Pour qui a vu le Malraux euphorique des promesses enivrantes de l'été 1959, et dix ans après, dix ans d'humiliations, d'échecs ou de rapiéçages, l'homme malade et désabusé de l'après-Mai 68, aux portes d'une retraite de notable à peine troublée par le sursaut de l'engagement raté au Bengla Desh, quelle chute, et sans doute aussi quel calvaire ! (p. 61)

 

Sa sollicitude — au demeurant négative — à l'égard de Paris n'alla malheureusement pas jusqu'à empêcher, ou limiter, les effarantes entreprises dites urbanistiques qui étaient en train de saccager la capitale. En quelques années le Paris d'hier, attachant et souvent pittoresque, se transforma en Paris de béton d'une laideur offensante dans sa terrifiante médiocrité. Malraux n'a rien vu, ou rien voulu voir, n'écoutant ni les campagnes de protestation, ni les associations de sauvegarde, totalement indifférent en outre, par principe, aux magouilles que cachaient ces énormes chantiers. Il est vrai que les monuments impérissables l'intéressaient plus que les populations et leurs problèmes, jugés mineurs...

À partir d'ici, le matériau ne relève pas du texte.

//! Read operations against the inventory graph.

use inventory_core::{DataView, Direction, Shape, WellKnown};
use inventory_engine::Filter;

use crate::client::{column, GraphClient, GraphError};
use crate::cypher::{compile_filters, CypherQuery, Param, CHILD, DATA, ENTITY, RELATES};
use crate::records::DataRow;

/// An edge with both of its ends.
#[derive(Debug, Clone)]
pub struct EdgeRow {
    pub id: String,
    pub label: String,
    pub properties: Option<String>,
    pub source: String,
    pub source_is_entity: bool,
    pub target: String,
    pub target_is_entity: bool,
}

/// Position of a child below a structured-data node.
#[derive(Debug, Clone, Copy)]
pub enum ChildSlot<'a> {
    Key(&'a str),
    Index(usize),
}

impl GraphClient {
    // ── Resolution ───────────────────────────────────────────────

    /// Element ids of the entities one AND-sequence reaches from `start`
    /// (every entity when `None`).
    pub async fn resolve_filters(
        &self,
        start: Option<&[String]>,
        filters: &[Filter],
    ) -> Result<Vec<String>, GraphError> {
        let rows = self.fetch(compile_filters(start, filters)).await?;
        rows.iter().map(|row| column::<String>(row, "eid")).collect()
    }

    // ── Entity Lookups ───────────────────────────────────────────

    /// The stored JSON body of an entity node.
    pub async fn entity_body(&self, element_id: &str) -> Result<Option<String>, GraphError> {
        self.entity_column(element_id, "body").await
    }

    pub async fn entity_path(&self, element_id: &str) -> Result<Option<String>, GraphError> {
        self.entity_column(element_id, "path").await
    }

    async fn entity_column(
        &self,
        element_id: &str,
        name: &str,
    ) -> Result<Option<String>, GraphError> {
        let statement = CypherQuery::new(format!(
            "MATCH (n:{ENTITY}) WHERE elementId(n) = $eid
             RETURN n.{name} AS value"
        ))
        .param("eid", Param::Text(element_id.to_string()));

        match self.fetch(statement).await?.first() {
            Some(row) => Ok(Some(column(row, "value")?)),
            None => Ok(None),
        }
    }

    // ── Edges ────────────────────────────────────────────────────

    pub async fn edge_row(&self, element_id: &str) -> Result<Option<EdgeRow>, GraphError> {
        let statement = CypherQuery::new(format!(
            "MATCH (a)-[r:{RELATES}]->(b) WHERE elementId(r) = $eid
             RETURN r.id AS id, r.label AS label, r.props AS props,
                    elementId(a) AS source, a:{ENTITY} AS source_entity,
                    elementId(b) AS target, b:{ENTITY} AS target_entity"
        ))
        .param("eid", Param::Text(element_id.to_string()));

        let rows = self.fetch(statement).await?;
        let Some(row) = rows.first() else {
            return Ok(None);
        };
        Ok(Some(EdgeRow {
            id: column(row, "id")?,
            label: column(row, "label")?,
            properties: column(row, "props")?,
            source: column(row, "source")?,
            source_is_entity: column(row, "source_entity")?,
            target: column(row, "target")?,
            target_is_entity: column(row, "target_entity")?,
        }))
    }

    /// Edges incident to a node. Without a label only entity-to-entity edges qualify.
    pub async fn incident_edges(
        &self,
        element_id: &str,
        direction: Direction,
        label: Option<&str>,
    ) -> Result<Vec<String>, GraphError> {
        let pattern = match direction {
            Direction::Outgoing => format!("(a)-[r:{RELATES}]->(b)"),
            Direction::Incoming => format!("(a)<-[r:{RELATES}]-(b)"),
            Direction::Both => format!("(a)-[r:{RELATES}]-(b)"),
        };
        let mut statement = CypherQuery::new(format!(
            "MATCH {pattern} WHERE elementId(a) = $eid{}
             RETURN DISTINCT elementId(r) AS eid, r.id AS id ORDER BY id",
            match label {
                Some(_) => " AND r.label = $label".to_string(),
                None => format!(" AND a:{ENTITY} AND b:{ENTITY}"),
            }
        ))
        .param("eid", Param::Text(element_id.to_string()));
        if let Some(label) = label {
            statement = statement.param("label", Param::Text(label.to_string()));
        }

        let rows = self.fetch(statement).await?;
        rows.iter().map(|row| column::<String>(row, "eid")).collect()
    }

    // ── Structured Data ──────────────────────────────────────────

    /// Root of the data tree hanging off a data entity's `hasData` edge.
    pub async fn has_data_root(&self, element_id: &str) -> Result<Option<String>, GraphError> {
        let statement = CypherQuery::new(format!(
            "MATCH (e:{ENTITY})-[:{RELATES} {{label: $label}}]->(d:{DATA})
             WHERE elementId(e) = $eid
             RETURN elementId(d) AS eid LIMIT 1"
        ))
        .param("eid", Param::Text(element_id.to_string()))
        .param("label", Param::Text(WellKnown::HasData.name().to_string()));

        match self.fetch(statement).await?.first() {
            Some(row) => Ok(Some(column(row, "eid")?)),
            None => Ok(None),
        }
    }

    /// The child of a data node at `slot`, if the node is a container of the matching shape.
    pub async fn data_child(
        &self,
        element_id: &str,
        slot: ChildSlot<'_>,
    ) -> Result<Option<String>, GraphError> {
        let (shape, condition, value) = match slot {
            ChildSlot::Key(key) => (Shape::Map, "c.key = $slot", Param::Text(key.to_string())),
            ChildSlot::Index(index) => (Shape::List, "c.idx = $slot", Param::Integer(index as i64)),
        };
        let statement = CypherQuery::new(format!(
            "MATCH (p:{DATA})-[c:`{CHILD}`]->(d:{DATA})
             WHERE elementId(p) = $eid AND p.shape = $shape AND {condition}
             RETURN elementId(d) AS eid LIMIT 1"
        ))
        .param("eid", Param::Text(element_id.to_string()))
        .param("shape", Param::Text(shape.name().to_string()))
        .param("slot", value);

        match self.fetch(statement).await?.first() {
            Some(row) => Ok(Some(column(row, "eid")?)),
            None => Ok(None),
        }
    }

    /// Rows for the tree below a data node: everything for a deep view,
    /// the node and its direct children for a shallow one.
    pub async fn data_rows(
        &self,
        element_id: &str,
        view: DataView,
    ) -> Result<Vec<DataRow>, GraphError> {
        let depth = match view {
            DataView::Deep => "",
            DataView::Shallow => "1",
        };
        let statement = CypherQuery::new(format!(
            "MATCH (root:{DATA}) WHERE elementId(root) = $eid
             MATCH (root)-[:`{CHILD}`*0..{depth}]->(d:{DATA})
             OPTIONAL MATCH (parent:{DATA})-[c:`{CHILD}`]->(d)
             RETURN elementId(d) AS eid, d.shape AS shape, d.value AS value,
                    elementId(parent) AS parent, c.key AS key, c.idx AS idx"
        ))
        .param("eid", Param::Text(element_id.to_string()));

        let rows = self.fetch(statement).await?;
        let mut result = Vec::with_capacity(rows.len());
        for row in &rows {
            let shape: String = column(row, "shape")?;
            result.push(DataRow {
                element_id: column(row, "eid")?,
                shape: shape
                    .parse::<Shape>()
                    .map_err(|e| GraphError::Serialization(e.to_string()))?,
                value: column::<Option<String>>(row, "value")?.unwrap_or_default(),
                parent: column(row, "parent")?,
                key: column(row, "key")?,
                idx: column::<Option<i64>>(row, "idx")?.unwrap_or(-1),
            });
        }
        Ok(result)
    }
}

Le faubourg Saint-Germain était entièrement classé, du moins dans sa partie historique; cela n'empêcha pas le Crédit national, organisme d'État, de faire démolir, à quelques mètres de la direction des Arts et Lettres, rue Saint-Dominique, malgré l'interdiction des services des Affaires culturelles, le superbe hôtel de La Roche-Aymon, l'un des plus beaux témoignages du XVIIIe. Les exemples de ce genre abondent, hélas ! (pp. 65-66)

 

Tel fut Malraux face aux étonnants et déconcertants happenings de mai. Comment le juger ? Avec sévérité à l'égard du ministre dont l'attitude révolte par sa légèreté, son incohérence et ses palinodies ? Avec mansuétude vis-à-vis de l'homme déchiré, hanté par le naufrage de la maladie et de la vieillesse, inutile sous les plafonds dorés, entre les flatteurs et les huissiers à chaîne. (p. 233)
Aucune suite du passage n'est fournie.